# Am i a newbe?



## ramatack (Oct 4, 2021)

Well here to say hi and thanks to all the great people on the site. My name is Dave,I live in tamarack MN. Been on smf for probably 12 years or more under 3 different names(could never remember passwords when I switched phones. But honestly thanks to neppas,,, omark,, chef jj, foam heart digingdog,bear etc you guys are great(hope I got names wright,boss says I get everything wrong lol)


----------



## ramatack (Oct 4, 2021)

ramatack said:


> Well here to say hi and thanks to all the great people on the site. My name is Dave,I live in tamarack MN. Been on smf for probably 12 years or more under 3 different names(could never remember passwords when I switched phones. But honestly thanks to neppas,,, omark,, chef jj, foam heart digingdog,bear etc you guys are great(hope I got names wright,boss says I get everything wrong lol)
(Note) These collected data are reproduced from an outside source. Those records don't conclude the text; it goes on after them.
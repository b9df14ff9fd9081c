//! In-memory position source for tests.

use async_trait::async_trait;
use std::collections::HashMap;
use std::sync::Mutex;

use super::{PositionSource, PositionSourceError, PositionStatus};
use crate::domain::{Decimal, PositionId};

/// Mock position source holding a mutable map of known positions.
#[derive(Debug, Default)]
pub struct MockPositionSource {
    positions: Mutex<HashMap<PositionId, PositionStatus>>,
}

impl MockPositionSource {
    pub fn new() -> Self {
        Self::default()
    }

    /// Register an open position with a last price.
    pub fn set_open(&self, position_id: PositionId, last_price: Decimal) {
        self.positions.lock().expect("mock lock poisoned").insert(
            position_id,
            PositionStatus {
                is_open: true,
                last_price: Some(last_price),
            },
        );
    }

    /// Register a closed position, optionally with a last price.
    pub fn set_closed(&self, position_id: PositionId, last_price: Option<Decimal>) {
        self.positions.lock().expect("mock lock poisoned").insert(
            position_id,
            PositionStatus {
                is_open: false,
                last_price,
            },
        );
    }

    /// Delete a position entirely, as if the signal service lost it.
    pub fn forget(&self, position_id: &PositionId) {
        self.positions
            .lock()
            .expect("mock lock poisoned")
            .remove(position_id);
    }
}

#[async_trait]
impl PositionSource for MockPositionSource {
    async fn fetch_position(
        &self,
        position_id: &PositionId,
    ) -> Result<Option<PositionStatus>, PositionSourceError> {
        Ok(self
            .positions
            .lock()
            .expect("mock lock poisoned")
            .get(position_id)
            .cloned())
    }
}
Forgot boyko,been making ur summer sausage for years,I use cre #1 but it's great thanks


----------



## Winterrider (Oct 4, 2021)

Welcome back for the 4th time ,from ND


----------



## chef jimmyj (Oct 4, 2021)

Welcome back! NEPAS is SWFLsmkr1 now same Rick in a different location. DaveOmak, Bearcarver are here. Ive not heard from DiggingDog in a couple years. Boykjo is still around too...JJ


----------



## ramatack (Oct 4, 2021)

Thanks guys, I seen nepas changed his name,nepas was easier lol


----------



## GATOR240 (Oct 4, 2021)

Welcome back!


----------



## WV_Crusader (Oct 4, 2021)

Welcome back!


----------



## BGKYSmoker (Oct 4, 2021)

ramatack said:


> Thanks guys, I seen nepas changed his name,nepas was easier lol


Yup still here.
Might be another name change soon.


----------



## ramatack (Oct 4, 2021)

Well I helped a friend slater 3 hogs and he gave me a half(I'm in hog heaven) were out of breakfast sausage,hams and bacon on the menu yippee. A shop in little falls mn. Makes a pork sausage stuffed with cabbage and gnocchi, its pretty good. I've made rytecs cabbage sausage that I really liked and was thinking of adding gnocchi to that, any thoughts? Should I cook gnocchi first? Thanks


----------



## jcam222 (Oct 4, 2021)

Welcome back from NE Ohio


----------



## ramatack (Oct 4, 2021)

SWFLsmkr1 said:


> Yup still here.
> Might be another name change soon.


Don't say that,my 2 boys no ur name and they've never been on the site,hell they no everyone's name on here. Seen your post,hope it's somthing that can be worked out


----------



## ramatack (Oct 4, 2021)

jcam222 said:


> Welcome back from NE Ohio


Thanks


----------



## ramatack (Oct 4, 2021)

WV_Crusader said:


> Welcome back!


Thanks


----------



## ramatack (Oct 4, 2021)

GATOR240 said:


> Welcome back!





GATOR240 said:


> Welcome back!


Thanks


----------



## ramatack (Oct 4, 2021)

chef jimmyj said:


> Welcome back! NEPAS is SWFLsmkr1 now same Rick in a different location. DaveOmak, Bearcarver are here. Ive not heard from DiggingDog in a couple years. Boykjo is still around too...JJ


Thanks,not good at this that's why I was reluctant to post. Thank God for spelling corrections


----------



## ramatack (Oct 4, 2021)

Winterrider said:


> Welcome back for the 4th time ,from ND


Thanks


----------



## chef jimmyj (Oct 4, 2021)

ramatack said:


> Thanks,not good at this that's why I was reluctant to post. Thank God for spelling corrections



Dont worry about spelling. Get back in the game, post a Cook and...Give your Name and Password to a friend or family member!...JJ


----------



## ramatack (Oct 4, 2021)

chef jimmyj said:


> Dont worry about spelling. Get back in the game, post a Cook and...Give your Name and Password to a friend or family member!...JJ


Any ideas on the gnocchi sausage?


----------



## chef jimmyj (Oct 4, 2021)

You will have to refresh my memory on this one...JJ


----------



## crazymoon (Oct 5, 2021)

RT, Welcome back !


----------



## smokeymose (Oct 5, 2021)

Welcome back from Indiana!
I finally got wise and have a little notebook with names and passwords.
If I lose it I'm in deep do do....


----------



## BGKYSmoker (Oct 5, 2021)

ramatack said:


> Don't say that,my 2 boys no ur name and they've never been on the site,hell they no everyone's name on here. Seen your post,hope it's somthing that can be worked out


Welcome back. Dont know how im going to go with a new name.


----------



## daveomak (Oct 5, 2021)

welcome back....  and...  I would cook the gnocci before adding to the sausage meat....


----------



## BGKYSmoker (Oct 5, 2021)

Yup what Dave said. And put in fridge before stuffing to get it not as squishy.


----------



## kruizer (Oct 5, 2021)

Welcome back to SMF from another Minnesotan.


----------



## ramatack (Oct 5, 2021)

crazymoon said:


> RT, Welcome back !


Thanks, I love this site


----------



## ramatack (Oct 5, 2021)

daveomak said:


> welcome back....  and...  I would cook the gnocci before adding to the sausage meat....


----------



## ramatack (Oct 5, 2021)

I will,thanks


----------



## ramatack (Oct 6, 2021)

kruizer said:


> Welcome back to SMF from another Minnesotan.


Thanks


----------